— INFORMATION SUPPLIED —
-------------------------

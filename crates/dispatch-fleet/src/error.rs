use dispatch_core::DriverId;
use thiserror::Error;

use crate::DriverStatus;

#[derive(Debug, Error)]
pub enum FleetError {
    #[error("driver {0} not found")]
    NotFound(DriverId),

    #[error("driver {id} is {status}, not available for this operation")]
    NotAvailable { id: DriverId, status: DriverStatus },
}

pub type FleetResult<T> = Result<T, FleetError>;
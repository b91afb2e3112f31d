//! Deterministic RNG wrapper for waypoint generation.
//!
//! # Determinism strategy
//!
//! A run is seeded once; every consumer that needs randomness derives a child
//! RNG via [`DispatchRng::child`]:
//!
//!   child_seed = next_u64() XOR (offset * MIXING_CONSTANT)
//!
//! The mixing constant is the 64-bit fractional part of the golden ratio,
//! which spreads consecutive offsets uniformly across the seed space.  The
//! same run seed therefore always produces the same sequence of demo
//! waypoints regardless of how many consumers exist, as long as children are
//! derived in the same order.

use rand::rngs::SmallRng;
use rand::{Rng, RngCore, SeedableRng};

/// 64-bit fractional golden-ratio constant for seed mixing.
const MIXING_CONSTANT: u64 = 0x9e37_79b9_7f4a_7c15;

/// Seeded `SmallRng` wrapper used for waypoint generation.
///
/// The type is `Send` but intentionally not `Sync` — RNG state must never be
/// shared between threads; derive a child per task instead.
pub struct DispatchRng(SmallRng);

impl DispatchRng {
    pub fn new(seed: u64) -> Self {
        DispatchRng(SmallRng::seed_from_u64(seed))
    }

    /// Derive a child `DispatchRng` with a different seed offset — useful for
    /// seeding per-task RNGs deterministically from the root seed.
    pub fn child(&mut self, offset: u64) -> DispatchRng {
        let child_seed: u64 = self.0.next_u64() ^ offset.wrapping_mul(MIXING_CONSTANT);
        DispatchRng(SmallRng::seed_from_u64(child_seed))
    }

    /// Expose the inner `SmallRng` for use with `rand` distribution types.
    #[inline]
    pub fn inner(&mut self) -> &mut SmallRng {
        &mut self.0
    }

    /// Generate a value uniformly in `range`.
    #[inline]
    pub fn gen_range<T, R>(&mut self, range: R) -> T
    where
        T: rand::distributions::uniform::SampleUniform,
        R: rand::distributions::uniform::SampleRange<T>,
    {
        self.0.gen_range(range)
    }

    /// `true` with probability `p` (clamped to [0, 1]).
    #[inline]
    pub fn gen_bool(&mut self, p: f64) -> bool {
        self.0.gen_bool(p.clamp(0.0, 1.0))
    }
}
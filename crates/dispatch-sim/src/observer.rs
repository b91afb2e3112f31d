//! Tick observer trait for progress reporting and data collection.

use dispatch_core::{DriverId, PlanePoint, Tick};

use crate::TickReport;

/// Callbacks invoked by [`SeekEngine::tick`][crate::SeekEngine::tick].
///
/// All methods have default no-op implementations so implementors only need
/// to override what they care about.
///
/// # Example — arrival printer
///
/// ```rust,ignore
/// struct ArrivalPrinter;
///
/// impl TickObserver for ArrivalPrinter {
///     fn on_arrival(&mut self, driver: DriverId, at: PlanePoint) {
///         println!("{driver} arrived at {at}");
///     }
/// }
/// ```
pub trait TickObserver: Send {
    /// Called once per arrival, after the snap but before the policy decides
    /// what happens next.
    fn on_arrival(&mut self, _driver: DriverId, _at: PlanePoint) {}

    /// Called at the end of each tick with the full report.
    fn on_tick_end(&mut self, _tick: Tick, _report: &TickReport) {}
}

/// A [`TickObserver`] that does nothing.  Use when you need to call `tick`
/// but don't want callbacks.
pub struct NoopObserver;

impl TickObserver for NoopObserver {}
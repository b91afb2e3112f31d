//! `dispatch-core` — foundational types for the delivery dispatch engine.
//!
//! This crate is a dependency of every other `dispatch-*` crate.  It
//! intentionally has no `dispatch-*` dependencies and minimal external ones
//! (only `rand` and `thiserror`, plus optional `serde`).
//!
//! # What lives here
//!
//! | Module       | Contents                                         |
//! |--------------|--------------------------------------------------|
//! | [`ids`]      | `OrderId`, `DriverId`                            |
//! | [`plane`]    | `PlanePoint`, distance, heading                  |
//! | [`time`]     | `Tick`, `TickClock`                              |
//! | [`rng`]      | `DispatchRng` (seeded, reproducible)             |
//! | [`params`]   | `SimParams` (speed, arrival epsilon, waypoints)  |
//! | [`error`]    | `CoreError`, `CoreResult`                        |
//!
//! # Feature flags
//!
//! | Flag    | Effect                                               |
//! |---------|------------------------------------------------------|
//! | `serde` | Adds `Serialize`/`Deserialize` to all public types.  |

pub mod error;
pub mod ids;
pub mod params;
pub mod plane;
pub mod rng;
pub mod time;

#[cfg(test)]
mod tests;

// ── Re-exports ────────────────────────────────────────────────────────────────

pub use error::{CoreError, CoreResult};
pub use ids::{DriverId, OrderId};
pub use params::SimParams;
pub use plane::{PLANE_MAX, PLANE_MIN, PlanePoint};
pub use rng::DispatchRng;
pub use time::{Tick, TickClock};
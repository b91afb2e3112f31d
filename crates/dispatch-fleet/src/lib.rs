//! `dispatch-fleet` — the driver roster and its operational state machine.
//!
//! Drivers are onboarded once and persist for the process lifetime, cycling
//! between `Idle` and `Busy` as the dispatch coordinator claims them and the
//! simulator completes their routes.
//!
//! # Invariants
//!
//! - `destination` is `Some` iff the driver is `Busy`.
//! - `heading_deg` is only semantically valid while moving (recomputed every
//!   tick by the simulator; zeroed on release).
//! - `active_orders` never underflows; [`release`][FleetRegistry::release] on
//!   an idle driver is a documented no-op.

pub mod driver;
pub mod error;
pub mod registry;
pub mod snapshot;


// ── Re-exports ────────────────────────────────────────────────────────────────

pub use driver::{Driver, DriverStatus};
pub use error::{FleetError, FleetResult};
pub use registry::FleetRegistry;
pub use snapshot::{GLYPH_HEADING_OFFSET_DEG, display_heading_deg};
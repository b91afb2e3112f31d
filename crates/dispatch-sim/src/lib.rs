//! `dispatch-sim` — the kinematic simulator.
//!
//! # One seek step per busy driver per tick
//!
//! ```text
//! for each busy driver:
//!   ① Arrival check — ‖destination − position‖ < epsilon?
//!        yes → snap position to destination, record arrival
//!        no  → move by speed·d̂, recompute heading
//! for each arrival:
//!   ② Next stop    — NextWaypointPolicy::next_waypoint
//!        Some(wp) → reroute (multi-stop placeholder)
//!        None     → release (driver returns to idle)
//! ```
//!
//! This is a steering/seek algorithm, not a physics integrator: no velocity
//! or acceleration survives between ticks, so missed ticks only slow arrival
//! — they never desync heading or overshoot (the arrival check runs before
//! the move).  Drivers are stepped independently; no driver's update reads
//! another's state.

pub mod engine;
pub mod error;
pub mod observer;
pub mod policy;


// ── Re-exports ────────────────────────────────────────────────────────────────

pub use engine::{SeekEngine, TickReport};
pub use error::{SimError, SimResult};
pub use observer::{NoopObserver, TickObserver};
pub use policy::{NextWaypointPolicy, RandomWaypoint, TerminateRoute};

-------------------------

— REQUIRED ACTION —
Having read the material, set all of it down again without a single difference.

— EXERCISE RESULT —
filename crates/dispatch-fleet/src/error.rs
use dispatch_core::DriverId;
use thiserror::Error;

use crate::DriverStatus;

#[derive(Debug, Error)]
pub enum FleetError {
    #[error("driver {0} not found")]
    NotFound(DriverId),

    #[error("driver {id} is {status}, not available for this operation")]
    NotAvailable { id: DriverId, status: DriverStatus },
}

pub type FleetResult<T> = Result<T, FleetError>;
repository b91afb2e3112f31d
//! Deterministic RNG wrapper for waypoint generation.
//!
//! # Determinism strategy
//!
//! A run is seeded once; every consumer that needs randomness derives a child
//! RNG via [`DispatchRng::child`]:
//!
//!   child_seed = next_u64() XOR (offset * MIXING_CONSTANT)
//!
//! The mixing constant is the 64-bit fractional part of the golden ratio,
//! which spreads consecutive offsets uniformly across the seed space.  The
//! same run seed therefore always produces the same sequence of demo
//! waypoints regardless of how many consumers exist, as long as children are
//! derived in the same order.

use rand::rngs::SmallRng;
use rand::{Rng, RngCore, SeedableRng};

/// 64-bit fractional golden-ratio constant for seed mixing.
const MIXING_CONSTANT: u64 = 0x9e37_79b9_7f4a_7c15;

/// Seeded `SmallRng` wrapper used for waypoint generation.
///
/// The type is `Send` but intentionally not `Sync` — RNG state must never be
/// shared between threads; derive a child per task instead.
pub struct DispatchRng(SmallRng);

impl DispatchRng {
    pub fn new(seed: u64) -> Self {
        DispatchRng(SmallRng::seed_from_u64(seed))
    }

    /// Derive a child `DispatchRng` with a different seed offset — useful for
    /// seeding per-task RNGs deterministically from the root seed.
    pub fn child(&mut self, offset: u64) -> DispatchRng {
        let child_seed: u64 = self.0.next_u64() ^ offset.wrapping_mul(MIXING_CONSTANT);
        DispatchRng(SmallRng::seed_from_u64(child_seed))
    }

    /// Expose the inner `SmallRng` for use with `rand` distribution types.
    #[inline]
    pub fn inner(&mut self) -> &mut SmallRng {
        &mut self.0
    }

    /// Generate a value uniformly in `range`.
    #[inline]
    pub fn gen_range<T, R>(&mut self, range: R) -> T
    where
        T: rand::distributions::uniform::SampleUniform,
        R: rand::distributions::uniform::SampleRange<T>,
    {
        self.0.gen_range(range)
    }

    /// `true` with probability `p` (clamped to [0, 1]).
    #[inline]
    pub fn gen_bool(&mut self, p: f64) -> bool {
        self.0.gen_bool(p.clamp(0.0, 1.0))
    }
}
filename crates/dispatch-sim/src/observer.rs
repository b91afb2e3112f31d
//! Tick observer trait for progress reporting and data collection.

use dispatch_core::{DriverId, PlanePoint, Tick};

use crate::TickReport;

/// Callbacks invoked by [`SeekEngine::tick`][crate::SeekEngine::tick].
///
/// All methods have default no-op implementations so implementors only need
/// to override what they care about.
///
/// # Example — arrival printer
///
/// ```rust,ignore
/// struct ArrivalPrinter;
///
/// impl TickObserver for ArrivalPrinter {
///     fn on_arrival(&mut self, driver: DriverId, at: PlanePoint) {
///         println!("{driver} arrived at {at}");
///     }
/// }
/// ```
pub trait TickObserver: Send {
    /// Called once per arrival, after the snap but before the policy decides
    /// what happens next.
    fn on_arrival(&mut self, _driver: DriverId, _at: PlanePoint) {}

    /// Called at the end of each tick with the full report.
    fn on_tick_end(&mut self, _tick: Tick, _report: &TickReport) {}
}

/// A [`TickObserver`] that does nothing.  Use when you need to call `tick`
/// but don't want callbacks.
pub struct NoopObserver;

impl TickObserver for NoopObserver {}
repository b91afb2e3112f31d
//! `dispatch-core` — foundational types for the delivery dispatch engine.
//!
//! This crate is a dependency of every other `dispatch-*` crate.  It
//! intentionally has no `dispatch-*` dependencies and minimal external ones
//! (only `rand` and `thiserror`, plus optional `serde`).
//!
//! # What lives here
//!
//! | Module       | Contents                                         |
//! |--------------|--------------------------------------------------|
//! | [`ids`]      | `OrderId`, `DriverId`                            |
//! | [`plane`]    | `PlanePoint`, distance, heading                  |
//! | [`time`]     | `Tick`, `TickClock`                              |
//! | [`rng`]      | `DispatchRng` (seeded, reproducible)             |
//! | [`params`]   | `SimParams` (speed, arrival epsilon, waypoints)  |
//! | [`error`]    | `CoreError`, `CoreResult`                        |
//!
//! # Feature flags
//!
//! | Flag    | Effect                                               |
//! |---------|------------------------------------------------------|
//! | `serde` | Adds `Serialize`/`Deserialize` to all public types.  |

pub mod error;
pub mod ids;
pub mod params;
pub mod plane;
pub mod rng;
pub mod time;

#[cfg(test)]
mod tests;

// ── Re-exports ────────────────────────────────────────────────────────────────

pub use error::{CoreError, CoreResult};
pub use ids::{DriverId, OrderId};
pub use params::SimParams;
pub use plane::{PLANE_MAX, PLANE_MIN, PlanePoint};
pub use rng::DispatchRng;
pub use time::{Tick, TickClock};
repository b91afb2e3112f31d
filename crates/dispatch-fleet/src/lib.rs
//! `dispatch-fleet` — the driver roster and its operational state machine.
//!
//! Drivers are onboarded once and persist for the process lifetime, cycling
//! between `Idle` and `Busy` as the dispatch coordinator claims them and the
//! simulator completes their routes.
//!
//! # Invariants
//!
//! - `destination` is `Some` iff the driver is `Busy`.
//! - `heading_deg` is only semantically valid while moving (recomputed every
//!   tick by the simulator; zeroed on release).
//! - `active_orders` never underflows; [`release`][FleetRegistry::release] on
//!   an idle driver is a documented no-op.

pub mod driver;
pub mod error;
pub mod registry;
pub mod snapshot;


// ── Re-exports ────────────────────────────────────────────────────────────────

pub use driver::{Driver, DriverStatus};
pub use error::{FleetError, FleetResult};
pub use registry::FleetRegistry;
pub use snapshot::{GLYPH_HEADING_OFFSET_DEG, display_heading_deg};
repository b91afb2e3112f31d
filename crates/dispatch-sim/src/lib.rs
//! `dispatch-sim` — the kinematic simulator.
//!
//! # One seek step per busy driver per tick
//!
//! ```text
//! for each busy driver:
//!   ① Arrival check — ‖destination − position‖ < epsilon?
//!        yes → snap position to destination, record arrival
//!        no  → move by speed·d̂, recompute heading
//! for each arrival:
//!   ② Next stop    — NextWaypointPolicy::next_waypoint
//!        Some(wp) → reroute (multi-stop placeholder)
//!        None     → release (driver returns to idle)
//! ```
//!
//! This is a steering/seek algorithm, not a physics integrator: no velocity
//! or acceleration survives between ticks, so missed ticks only slow arrival
//! — they never desync heading or overshoot (the arrival check runs before
//! the move).  Drivers are stepped independently; no driver's update reads
//! another's state.

pub mod engine;
pub mod error;
pub mod observer;
pub mod policy;


// ── Re-exports ────────────────────────────────────────────────────────────────

pub use engine::{SeekEngine, TickReport};
pub use error::{SimError, SimResult};
pub use observer::{NoopObserver, TickObserver};
pub use policy::{NextWaypointPolicy, RandomWaypoint, TerminateRoute};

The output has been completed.